### [What you will do]
Repeat the entries exactly as they appear.

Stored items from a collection
========

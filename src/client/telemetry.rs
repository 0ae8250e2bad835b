//! Outbound pacing for owner telemetry and entry requests.

use std::num::NonZeroU32;
use std::time::{Duration, Instant};

use governor::state::NotKeyed;
use governor::{Quota, RateLimiter};

use crate::protocol::EntryId;

/// Coalesces `REPORT_TIME` samples; only the latest pending value is sent.
pub struct TimeReporter {
    limiter: RateLimiter<NotKeyed, governor::state::InMemoryState, governor::clock::DefaultClock>,
    pending: Option<f64>,
}

impl TimeReporter {
    pub fn new(window: Duration) -> Self {
        let quota = Quota::with_period(window.max(Duration::from_millis(1)))
            .unwrap_or_else(|| Quota::per_second(NonZeroU32::MIN))
            .allow_burst(NonZeroU32::MIN);
        Self {
            limiter: RateLimiter::direct(quota),
            pending: None,
        }
    }

    pub fn record(&mut self, time: f64) {
        self.pending = Some(time);
    }

    /// Returns the latest sample if the window allows sending now.
    pub fn take_ready(&mut self) -> Option<f64> {
        self.pending?;
        if self.limiter.check().is_ok() {
            self.pending.take()
        } else {
            None
        }
    }

    pub fn clear(&mut self) {
        self.pending = None;
    }
}

/// Batches missing-handle ids into one `REQUEST_SPECIFIC_ENTRIES`.
pub struct EntryRequestDebouncer {
    window: Duration,
    queued: Vec<EntryId>,
    first_queued_at: Option<Instant>,
    in_flight: Vec<EntryId>,
}

impl EntryRequestDebouncer {
    pub fn new(window: Duration) -> Self {
        Self {
            window,
            queued: Vec::new(),
            first_queued_at: None,
            in_flight: Vec::new(),
        }
    }

    /// Queues `id` unless it is already queued or awaiting a reply.
    pub fn queue(&mut self, id: &str, now: Instant) {
        if self.queued.iter().any(|queued| queued == id)
            || self.in_flight.iter().any(|pending| pending == id)
        {
            return;
        }
        self.queued.push(id.to_string());
        self.first_queued_at.get_or_insert(now);
    }

    /// Drains the batch once the window since the first queued id has passed.
    pub fn take_due(&mut self, now: Instant) -> Option<Vec<EntryId>> {
        let first = self.first_queued_at?;
        if now.saturating_duration_since(first) < self.window {
            return None;
        }
        self.first_queued_at = None;
        let batch = std::mem::take(&mut self.queued);
        self.in_flight.extend(batch.iter().cloned());
        Some(batch)
    }

    /// Marks ids as answered, resolved or missing.
    pub fn settle<'a>(&mut self, ids: impl IntoIterator<Item = &'a EntryId>) {
        for id in ids {
            self.in_flight.retain(|pending| pending != id);
        }
    }

    #[cfg(test)]
    pub fn is_pending(&self, id: &str) -> bool {
        self.queued.iter().any(|queued| queued == id)
            || self.in_flight.iter().any(|pending| pending == id)
    }

    pub fn clear(&mut self) {
        self.queued.clear();
        self.in_flight.clear();
        self.first_queued_at = None;
    }
}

========

### [Answer for this exercise]
filename src/client/telemetry.rs
repository 0ae8250e2bad835b
//! Outbound pacing for owner telemetry and entry requests.

use std::num::NonZeroU32;
use std::time::{Duration, Instant};

use governor::state::NotKeyed;
use governor::{Quota, RateLimiter};

use crate::protocol::EntryId;

/// Coalesces `REPORT_TIME` samples; only the latest pending value is sent.
pub struct TimeReporter {
    limiter: RateLimiter<NotKeyed, governor::state::InMemoryState, governor::clock::DefaultClock>,
    pending: Option<f64>,
}

impl TimeReporter {
    pub fn new(window: Duration) -> Self {
        let quota = Quota::with_period(window.max(Duration::from_millis(1)))
            .unwrap_or_else(|| Quota::per_second(NonZeroU32::MIN))
            .allow_burst(NonZeroU32::MIN);
        Self {
            limiter: RateLimiter::direct(quota),
            pending: None,
        }
    }

    pub fn record(&mut self, time: f64) {
        self.pending = Some(time);
    }

    /// Returns the latest sample if the window allows sending now.
    pub fn take_ready(&mut self) -> Option<f64> {
        self.pending?;
        if self.limiter.check().is_ok() {
            self.pending.take()
        } else {
            None
        }
    }

    pub fn clear(&mut self) {
        self.pending = None;
    }
}

/// Batches missing-handle ids into one `REQUEST_SPECIFIC_ENTRIES`.
pub struct EntryRequestDebouncer {
    window: Duration,
    queued: Vec<EntryId>,
    first_queued_at: Option<Instant>,
    in_flight: Vec<EntryId>,
}

impl EntryRequestDebouncer {
    pub fn new(window: Duration) -> Self {
        Self {
            window,
            queued: Vec::new(),
            first_queued_at: None,
            in_flight: Vec::new(),
        }
    }

    /// Queues `id` unless it is already queued or awaiting a reply.
    pub fn queue(&mut self, id: &str, now: Instant) {
        if self.queued.iter().any(|queued| queued == id)
            || self.in_flight.iter().any(|pending| pending == id)
        {
            return;
        }
        self.queued.push(id.to_string());
        self.first_queued_at.get_or_insert(now);
    }

    /// Drains the batch once the window since the first queued id has passed.
    pub fn take_due(&mut self, now: Instant) -> Option<Vec<EntryId>> {
        let first = self.first_queued_at?;
        if now.saturating_duration_since(first) < self.window {
            return None;
        }
        self.first_queued_at = None;
        let batch = std::mem::take(&mut self.queued);
        self.in_flight.extend(batch.iter().cloned());
        Some(batch)
    }

    /// Marks ids as answered, resolved or missing.
    pub fn settle<'a>(&mut self, ids: impl IntoIterator<Item = &'a EntryId>) {
        for id in ids {
            self.in_flight.retain(|pending| pending != id);
        }
    }

    #[cfg(test)]
    pub fn is_pending(&self, id: &str) -> bool {
        self.queued.iter().any(|queued| queued == id)
            || self.in_flight.iter().any(|pending| pending == id)
    }

    pub fn clear(&mut self) {
        self.queued.clear();
        self.in_flight.clear();
        self.first_queued_at = None;
    }
}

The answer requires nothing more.